[Collected data entries]
══════
//! Triangle quality scoring from leg measurements.
//!
//! Each leg compares the tracked 3-D distance between two markers with the
//! plan distance between their landmarks. A perfect leg scores `1.0`; over-
//! and under-measurement are penalised symmetrically.

use meshcal_types::{LandmarkId, LegMeasurement, Point2, Triangle, Vec3};
use serde::{Deserialize, Serialize};

/// Quality at or above this is [`QualityBand::Good`].
pub const GOOD_QUALITY: f32 = 0.8;
/// Quality at or above this is [`QualityBand::Fair`].
pub const FAIR_QUALITY: f32 = 0.5;

/// `min(ratio, 1 / ratio)`; zero for non-positive or non-finite ratios.
pub fn leg_score(ratio: f32) -> f32 {
    if !ratio.is_finite() || ratio <= 0.0 {
        return 0.0;
    }
    ratio.min(1.0 / ratio)
}

/// Mean leg score, or zero without legs.
pub fn triangle_quality(legs: &[LegMeasurement]) -> f32 {
    if legs.is_empty() {
        return 0.0;
    }
    legs.iter().map(|l| leg_score(l.distortion_ratio())).sum::<f32>() / legs.len() as f32
}

/// Measure the three legs `0–1`, `1–2`, `2–0`.
///
/// With a known `pixels_per_meter` the plan distances are converted to
/// metres directly. Without one, plan distances are scaled so their mean
/// matches the mean tracked distance; the score then reflects shape
/// distortion only.
pub fn measure_legs(
    vertices: [LandmarkId; 3],
    plan: [Point2; 3],
    tracked: [Vec3; 3],
    pixels_per_meter: Option<f32>,
) -> Vec<LegMeasurement> {
    const EDGES: [(usize, usize); 3] = [(0, 1), (1, 2), (2, 0)];

    let plan_px = EDGES.map(|(i, j)| plan[i].distance(plan[j]));
    let tracked_m = EDGES.map(|(i, j)| tracked[i].distance(tracked[j]));

    let meters_per_px = match pixels_per_meter {
        Some(ppm) if ppm > 0.0 => 1.0 / ppm,
        _ => {
            let plan_sum: f32 = plan_px.iter().sum();
            if plan_sum > 0.0 {
                tracked_m.iter().sum::<f32>() / plan_sum
            } else {
                0.0
            }
        }
    };

    EDGES
        .iter()
        .enumerate()
        .map(|(k, (i, j))| LegMeasurement {
            vertex_a: vertices[*i],
            vertex_b: vertices[*j],
            map_distance_m: plan_px[k] * meters_per_px,
            tracked_distance_m: tracked_m[k],
        })
        .collect()
}

/// Display band for a triangle's calibration quality.
#[derive(Debug, Clone, Copy, PartialEq, Eq, Serialize, Deserialize)]
#[serde(rename_all = "snake_case")]
pub enum QualityBand {
    Uncalibrated,
    Poor,
    Fair,
    Good,
}

impl QualityBand {
    pub fn from_quality(quality: f32) -> Self {
        if quality >= GOOD_QUALITY {
            QualityBand::Good
        } else if quality >= FAIR_QUALITY {
            QualityBand::Fair
        } else {
            QualityBand::Poor
        }
    }

    pub fn of(triangle: &Triangle) -> Self {
        if triangle.is_calibrated {
            Self::from_quality(triangle.quality)
        } else {
            QualityBand::Uncalibrated
        }
    }
}

impl std::fmt::Display for QualityBand {
    fn fmt(&self, f: &mut std::fmt::Formatter<'_>) -> std::fmt::Result {
        let s = match self {
            QualityBand::Uncalibrated => "uncalibrated",
            QualityBand::Poor => "poor",
            QualityBand::Fair => "fair",
            QualityBand::Good => "good",
        };
        f.write_str(s)
    }
}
══════
ABOUT THIS TASK »
No line may be left out; the records are to be transcribed in full.

ANSWER SPACE »
//! Triangle quality scoring from leg measurements.
//!
//! Each leg compares the tracked 3-D distance between two markers with the
//! plan distance between their landmarks. A perfect leg scores `1.0`; over-
//! and under-measurement are penalised symmetrically.

use meshcal_types::{LandmarkId, LegMeasurement, Point2, Triangle, Vec3};
use serde::{Deserialize, Serialize};

/// Quality at or above this is [`QualityBand::Good`].
pub const GOOD_QUALITY: f32 = 0.8;
/// Quality at or above this is [`QualityBand::Fair`].
pub const FAIR_QUALITY: f32 = 0.5;

/// `min(ratio, 1 / ratio)`; zero for non-positive or non-finite ratios.
pub fn leg_score(ratio: f32) -> f32 {
    if !ratio.is_finite() || ratio <= 0.0 {
        return 0.0;
    }
    ratio.min(1.0 / ratio)
}

/// Mean leg score, or zero without legs.
pub fn triangle_quality(legs: &[LegMeasurement]) -> f32 {
    if legs.is_empty() {
        return 0.0;
    }
    legs.iter().map(|l| leg_score(l.distortion_ratio())).sum::<f32>() / legs.len() as f32
}

/// Measure the three legs `0–1`, `1–2`, `2–0`.
///
/// With a known `pixels_per_meter` the plan distances are converted to
/// metres directly. Without one, plan distances are scaled so their mean
/// matches the mean tracked distance; the score then reflects shape
/// distortion only.
pub fn measure_legs(
    vertices: [LandmarkId; 3],
    plan: [Point2; 3],
    tracked: [Vec3; 3],
    pixels_per_meter: Option<f32>,
) -> Vec<LegMeasurement> {
    const EDGES: [(usize, usize); 3] = [(0, 1), (1, 2), (2, 0)];

    let plan_px = EDGES.map(|(i, j)| plan[i].distance(plan[j]));
    let tracked_m = EDGES.map(|(i, j)| tracked[i].distance(tracked[j]));

    let meters_per_px = match pixels_per_meter {
        Some(ppm) if ppm > 0.0 => 1.0 / ppm,
        _ => {
            let plan_sum: f32 = plan_px.iter().sum();
            if plan_sum > 0.0 {
                tracked_m.iter().sum::<f32>() / plan_sum
            } else {
                0.0
            }
        }
    };

    EDGES
        .iter()
        .enumerate()
        .map(|(k, (i, j))| LegMeasurement {
            vertex_a: vertices[*i],
            vertex_b: vertices[*j],
            map_distance_m: plan_px[k] * meters_per_px,
            tracked_distance_m: tracked_m[k],
        })
        .collect()
}

/// Display band for a triangle's calibration quality.
#[derive(Debug, Clone, Copy, PartialEq, Eq, Serialize, Deserialize)]
#[serde(rename_all = "snake_case")]
pub enum QualityBand {
    Uncalibrated,
    Poor,
    Fair,
    Good,
}

impl QualityBand {
    pub fn from_quality(quality: f32) -> Self {
        if quality >= GOOD_QUALITY {
            QualityBand::Good
        } else if quality >= FAIR_QUALITY {
            QualityBand::Fair
        } else {
            QualityBand::Poor
        }
    }

    pub fn of(triangle: &Triangle) -> Self {
        if triangle.is_calibrated {
            Self::from_quality(triangle.quality)
        } else {
            QualityBand::Uncalibrated
        }
    }
}

impl std::fmt::Display for QualityBand {
    fn fmt(&self, f: &mut std::fmt::Formatter<'_>) -> std::fmt::Result {
        let s = match self {
            QualityBand::Uncalibrated => "uncalibrated",
            QualityBand::Poor => "poor",
            QualityBand::Fair => "fair",
            QualityBand::Good => "good",
        };
        f.write_str(s)
    }
}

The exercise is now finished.